Der Witwe ... geboren am 25. September 1941, ebenda, steht nach § 14 Abs. 1 HöfeO die Verwaltung und Nutznießung des Hofes bis zur Vollendung des 25. Lebensjahres des Hoferbens zu.
II.
Die Anträge bezüglich der Salzabbaugerechtigkeit, eingetragen im Grundbuch ... werden zurückgewiesen.
III.
Der Antragsteller trägt die Gerichtskosten, soweit seine Beschwerde zurückgewiesen wird; im übrigen ist das Beschwerdeverfahren gerichtsgebührenfrei.
Die Beteiligten haben einander keine außergerichtlichen Auslagen zu erstatten.
IV.
Der Wert der Beschwerdezurückweisung beträgt 5.000,- DM, der Wert der Beschwerde insgesamt 23.000,- DM.
Gründe
I.
Der Beteiligte zu 1) (im folgenden: Hoferbe) erwirkte nach dem Tode seines Vaters ... ein Hoffolgezeugnis, das ihn als Hoferben und seine Mutter ... als Verwaltungs- und Nutznießungsberechtigte aufführt. Der Bestand des Hofes wurde dabei als im Grundbuch von ... eingetragen bezeichnet. Übersehen hatten die Beteiligten, daß für ... weiterhin als Grundstücke eingetragen waren: die Waldfläche ... (damals Grundbuch von ... und inzwischen ... und die Salzabbaugerechtigkeit auf dieser Fläche (damals Grundbuch von ... und inzwischen ...). Das letztgenannte Recht zur Gewinnung von Stein- und Kalisalzen war als selbständige Salzabbaugerechtigkeit im Sinne des Preußischen Gesetzes vom 4. August 1904 am 1. November 1909 von Band ...Blatt ... nach Band ... Blatt ... des Grundbuchs von ... abgeschrieben und über ... nach ... übertragen worden.

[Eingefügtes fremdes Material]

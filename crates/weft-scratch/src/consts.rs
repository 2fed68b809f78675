//! Value-keyed interning of scalar and broadcast constants.

use indexmap::IndexMap;

use weft_core::{Addr, FlowSlot, LoadSlot, Operation, SlotKind, ValuSlot};

use crate::alloc::ScratchAlloc;
use crate::error::ScratchError;

/// How scalar constants are materialised.
#[derive(Clone, Copy, Debug, PartialEq, Eq)]
pub enum ConstSynth {
    /// A `const` load slot. Readable in debug traces; costs load bandwidth.
    Load,
    /// A flow-engine add-immediate from a cell that is never written and
    /// therefore reads 0. Spends otherwise idle flow slots instead of load
    /// slots. Only sensible when the pruner will drop every debug op.
    AddImm,
}

/// Interning pool for scalar and broadcast-vector constants.
///
/// Keyed by value: the first request for a value allocates its cell (or
/// `vlen` region) and appends the materialising operation to the caller's
/// op sink; later requests return the same address and append nothing.
/// Backed by `IndexMap` so allocation order, and therefore the emitted
/// op stream, is identical across runs.
#[derive(Clone, Debug)]
pub struct ConstPool {
    synth: ConstSynth,
    vlen: usize,
    zero_cell: Option<Addr>,
    scalars: IndexMap<u32, Addr>,
    vectors: IndexMap<u32, Addr>,
}

impl ConstPool {
    /// Create a pool for a machine with the given vector width.
    pub fn new(synth: ConstSynth, vlen: usize) -> Self {
        Self {
            synth,
            vlen,
            zero_cell: None,
            scalars: IndexMap::new(),
            vectors: IndexMap::new(),
        }
    }

    /// Address of a cell holding `value`, interning on first use.
    pub fn scalar(
        &mut self,
        value: u32,
        alloc: &mut ScratchAlloc,
        ops: &mut Vec<Operation>,
    ) -> Result<Addr, ScratchError> {
        if let Some(&addr) = self.scalars.get(&value) {
            return Ok(addr);
        }
        let dest = alloc.alloc_named(format!("const_{value:#x}"), 1)?;
        let slot = match self.synth {
            ConstSynth::Load => SlotKind::Load(LoadSlot::Const { dest, value }),
            ConstSynth::AddImm => {
                let zero = match self.zero_cell {
                    Some(zero) => zero,
                    None => {
                        let zero = alloc.alloc_named("always_zero", 1)?;
                        self.zero_cell = Some(zero);
                        zero
                    }
                };
                SlotKind::Flow(FlowSlot::AddImm {
                    dest,
                    src: zero,
                    imm: value,
                })
            }
        };
        ops.push(Operation::single(slot));
        self.scalars.insert(value, dest);
        Ok(dest)
    }

    /// Base of a `vlen` region broadcast-filled with `value`, interning on
    /// first use. The backing scalar constant is interned too.
    pub fn broadcast(
        &mut self,
        value: u32,
        alloc: &mut ScratchAlloc,
        ops: &mut Vec<Operation>,
    ) -> Result<Addr, ScratchError> {
        if let Some(&addr) = self.vectors.get(&value) {
            return Ok(addr);
        }
        let src = self.scalar(value, alloc, ops)?;
        let dest = alloc.alloc_named(format!("vconst_{value:#x}"), self.vlen)?;
        ops.push(Operation::single(SlotKind::Valu(ValuSlot::Broadcast {
            dest,
            src,
        })));
        self.vectors.insert(value, dest);
        Ok(dest)
    }

}

#[cfg(test)]
mod tests {
    use super::*;

    fn pool_fixture(synth: ConstSynth) -> (ConstPool, ScratchAlloc, Vec<Operation>) {
        (ConstPool::new(synth, 4), ScratchAlloc::new(256), Vec::new())
    }

    #[test]
    fn scalar_interning_returns_same_addr_without_reemitting() {
        let (mut pool, mut alloc, mut ops) = pool_fixture(ConstSynth::Load);
        let a = pool.scalar(42, &mut alloc, &mut ops).unwrap();
        let b = pool.scalar(42, &mut alloc, &mut ops).unwrap();
        assert_eq!(a, b);
        assert_eq!(ops.len(), 1);
        assert_eq!(alloc.used(), 1);
    }

    #[test]
    fn distinct_values_get_distinct_cells() {
        let (mut pool, mut alloc, mut ops) = pool_fixture(ConstSynth::Load);
        let a = pool.scalar(1, &mut alloc, &mut ops).unwrap();
        let b = pool.scalar(2, &mut alloc, &mut ops).unwrap();
        assert_ne!(a, b);
        assert_eq!(ops.len(), 2);
    }

    #[test]
    fn add_imm_mode_synthesises_from_shared_zero_cell() {
        let (mut pool, mut alloc, mut ops) = pool_fixture(ConstSynth::AddImm);
        pool.scalar(7, &mut alloc, &mut ops).unwrap();
        pool.scalar(9, &mut alloc, &mut ops).unwrap();
        // One zero cell plus two constant cells.
        assert_eq!(alloc.used(), 3);
        let zeros: Vec<_> = ops
            .iter()
            .map(|op| match &op.slots[0] {
                SlotKind::Flow(FlowSlot::AddImm { src, .. }) => *src,
                other => panic!("expected add_imm, got {other:?}"),
            })
            .collect();
        assert_eq!(zeros[0], zeros[1]);
    }

    #[test]
    fn broadcast_interns_scalar_and_region() {
        let (mut pool, mut alloc, mut ops) = pool_fixture(ConstSynth::Load);
        let v = pool.broadcast(5, &mut alloc, &mut ops).unwrap();
        let again = pool.broadcast(5, &mut alloc, &mut ops).unwrap();
        assert_eq!(v, again);
        // const load + vbroadcast, emitted once.
        assert_eq!(ops.len(), 2);
        // 1 scalar cell + 4-lane vector region.
        assert_eq!(alloc.used(), 5);
    }
}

Der Hoferbe hat im vorliegenden Verfahren eine Ergänzung des Hoffolgezeugnisses durch Aufnahme auch der Waldfläche und der Salzabbaugerechtigkeit begehrt und daneben auf dem Wege des § 7 HöfeverfahrensO angestrebt, den Bestand des Grundbuchblattes ... auf das Blatt ... übertragen zu lassen. Während letzterer Vorgang noch lief, hat das Landwirtschaftsgericht mit dem angefochtenen Beschluß die Ergänzung des Hoffolgezeugnisses hinsichtlich der Salzabbaugerechtigkeit abgelehnt. Es hat zur Begründung ausgeführt: Einmal sei das Hoffolgezeugnis vollständig, weil der die Hofeigenschaft bestimmende Grundbesitz des Grundbuchblatts ... genannt worden sei. Darüber hinaus sei der Antrag auf Einbeziehung der Salzabbaugerechtigkeit in das Hoffolgezeugnis auch deshalb unbegründet, weil diese kein Hofbestandteil gemäß § 2 HöfeO sei, sondern ein sonderrechtsfähiger Bestandteil; das folge aus der Ablösung des Gewinnungsrechts vom Grundstückseigentum durch § 3 des Bundesberggesetzes. Die Salzabbaugerechtigkeit leite sich nicht aus dem Recht am Grundstück her, auch wenn man in der Übergangszeit bis zum Inkrafttreten des Bundesberggesetzes den Grundstückseigentümern gestattet habe, für sich eine derartige Gerechtigkeit eintragen zu lassen.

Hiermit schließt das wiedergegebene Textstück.